Only certain lines below are wanted: those starting at the line containing "impl ToSql for" and ending at the line containing "TABLE IF EXISTS", both included, each retyped exactly.
Start of PROVIDED DATA
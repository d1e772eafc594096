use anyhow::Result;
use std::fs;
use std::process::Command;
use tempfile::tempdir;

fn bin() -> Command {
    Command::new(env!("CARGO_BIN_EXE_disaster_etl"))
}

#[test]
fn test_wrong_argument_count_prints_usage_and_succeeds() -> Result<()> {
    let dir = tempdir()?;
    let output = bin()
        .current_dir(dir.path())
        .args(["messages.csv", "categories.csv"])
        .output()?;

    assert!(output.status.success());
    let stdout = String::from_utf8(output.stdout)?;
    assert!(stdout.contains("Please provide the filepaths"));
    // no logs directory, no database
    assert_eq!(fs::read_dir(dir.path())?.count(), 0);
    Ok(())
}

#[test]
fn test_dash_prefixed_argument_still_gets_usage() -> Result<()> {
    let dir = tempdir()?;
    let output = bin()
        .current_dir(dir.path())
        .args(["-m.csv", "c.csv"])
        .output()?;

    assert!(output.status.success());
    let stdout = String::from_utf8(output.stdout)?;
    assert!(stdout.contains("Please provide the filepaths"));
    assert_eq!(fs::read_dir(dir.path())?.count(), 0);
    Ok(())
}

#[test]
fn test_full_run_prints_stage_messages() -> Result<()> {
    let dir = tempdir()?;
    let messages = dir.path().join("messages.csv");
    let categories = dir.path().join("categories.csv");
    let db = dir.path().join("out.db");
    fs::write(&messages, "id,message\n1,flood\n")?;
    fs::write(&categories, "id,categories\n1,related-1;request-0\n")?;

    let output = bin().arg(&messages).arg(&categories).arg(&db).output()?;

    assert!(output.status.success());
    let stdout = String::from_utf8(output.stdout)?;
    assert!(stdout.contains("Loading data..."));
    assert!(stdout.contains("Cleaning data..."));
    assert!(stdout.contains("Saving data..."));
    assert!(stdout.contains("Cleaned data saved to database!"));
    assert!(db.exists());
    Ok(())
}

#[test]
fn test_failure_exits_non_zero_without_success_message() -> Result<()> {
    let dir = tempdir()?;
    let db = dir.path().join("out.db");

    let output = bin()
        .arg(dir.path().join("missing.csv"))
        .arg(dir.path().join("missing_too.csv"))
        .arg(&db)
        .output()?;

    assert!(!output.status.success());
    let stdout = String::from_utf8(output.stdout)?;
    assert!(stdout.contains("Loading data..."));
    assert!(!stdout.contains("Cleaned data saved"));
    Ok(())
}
End of PROVIDED DATA
Start of PROVIDED DATA
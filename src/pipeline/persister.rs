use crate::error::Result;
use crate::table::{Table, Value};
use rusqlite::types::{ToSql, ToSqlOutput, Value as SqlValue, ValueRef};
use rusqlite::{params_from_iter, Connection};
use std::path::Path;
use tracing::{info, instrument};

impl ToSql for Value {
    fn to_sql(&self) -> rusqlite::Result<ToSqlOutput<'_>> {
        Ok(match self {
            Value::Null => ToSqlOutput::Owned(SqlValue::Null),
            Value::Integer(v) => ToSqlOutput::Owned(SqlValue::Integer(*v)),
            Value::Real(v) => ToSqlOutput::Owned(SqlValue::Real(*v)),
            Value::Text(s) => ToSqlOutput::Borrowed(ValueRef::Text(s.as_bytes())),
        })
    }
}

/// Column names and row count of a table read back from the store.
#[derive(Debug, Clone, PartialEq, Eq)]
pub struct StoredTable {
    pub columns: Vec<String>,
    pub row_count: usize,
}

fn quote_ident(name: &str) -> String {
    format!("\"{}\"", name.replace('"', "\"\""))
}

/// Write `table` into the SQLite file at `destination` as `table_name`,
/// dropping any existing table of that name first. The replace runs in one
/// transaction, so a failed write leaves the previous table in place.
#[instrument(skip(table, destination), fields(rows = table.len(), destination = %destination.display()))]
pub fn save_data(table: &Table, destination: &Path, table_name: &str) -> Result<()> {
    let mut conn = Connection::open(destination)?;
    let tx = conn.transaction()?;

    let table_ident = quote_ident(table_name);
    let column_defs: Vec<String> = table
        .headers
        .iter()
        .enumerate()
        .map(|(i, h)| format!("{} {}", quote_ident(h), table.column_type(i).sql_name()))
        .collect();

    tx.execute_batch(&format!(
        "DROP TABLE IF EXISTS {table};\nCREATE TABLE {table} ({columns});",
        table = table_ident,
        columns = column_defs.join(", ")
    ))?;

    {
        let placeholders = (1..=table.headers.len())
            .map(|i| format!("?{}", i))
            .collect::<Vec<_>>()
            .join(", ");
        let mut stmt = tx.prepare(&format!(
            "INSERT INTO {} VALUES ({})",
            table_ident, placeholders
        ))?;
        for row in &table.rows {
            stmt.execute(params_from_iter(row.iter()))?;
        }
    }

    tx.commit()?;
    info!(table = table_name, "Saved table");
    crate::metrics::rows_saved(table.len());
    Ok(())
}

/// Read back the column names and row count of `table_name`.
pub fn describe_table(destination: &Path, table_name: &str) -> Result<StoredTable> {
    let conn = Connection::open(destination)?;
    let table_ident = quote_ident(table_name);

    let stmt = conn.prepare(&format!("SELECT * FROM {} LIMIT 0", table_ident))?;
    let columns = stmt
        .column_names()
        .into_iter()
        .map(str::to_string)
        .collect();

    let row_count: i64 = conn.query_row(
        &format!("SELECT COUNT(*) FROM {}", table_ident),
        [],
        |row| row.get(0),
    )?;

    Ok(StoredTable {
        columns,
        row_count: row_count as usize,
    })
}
End of PROVIDED DATA
[TASK OUTPUT]
impl ToSql for Value {
    fn to_sql(&self) -> rusqlite::Result<ToSqlOutput<'_>> {
        Ok(match self {
            Value::Null => ToSqlOutput::Owned(SqlValue::Null),
            Value::Integer(v) => ToSqlOutput::Owned(SqlValue::Integer(*v)),
            Value::Real(v) => ToSqlOutput::Owned(SqlValue::Real(*v)),
            Value::Text(s) => ToSqlOutput::Borrowed(ValueRef::Text(s.as_bytes())),
        })
    }
}

/// Column names and row count of a table read back from the store.
#[derive(Debug, Clone, PartialEq, Eq)]
pub struct StoredTable {
    pub columns: Vec<String>,
    pub row_count: usize,
}

fn quote_ident(name: &str) -> String {
    format!("\"{}\"", name.replace('"', "\"\""))
}

/// Write `table` into the SQLite file at `destination` as `table_name`,
/// dropping any existing table of that name first. The replace runs in one
/// transaction, so a failed write leaves the previous table in place.
#[instrument(skip(table, destination), fields(rows = table.len(), destination = %destination.display()))]
pub fn save_data(table: &Table, destination: &Path, table_name: &str) -> Result<()> {
    let mut conn = Connection::open(destination)?;
    let tx = conn.transaction()?;

    let table_ident = quote_ident(table_name);
    let column_defs: Vec<String> = table
        .headers
        .iter()
        .enumerate()
        .map(|(i, h)| format!("{} {}", quote_ident(h), table.column_type(i).sql_name()))
        .collect();

    tx.execute_batch(&format!(
        "DROP TABLE IF EXISTS {table};\nCREATE TABLE {table} ({columns});",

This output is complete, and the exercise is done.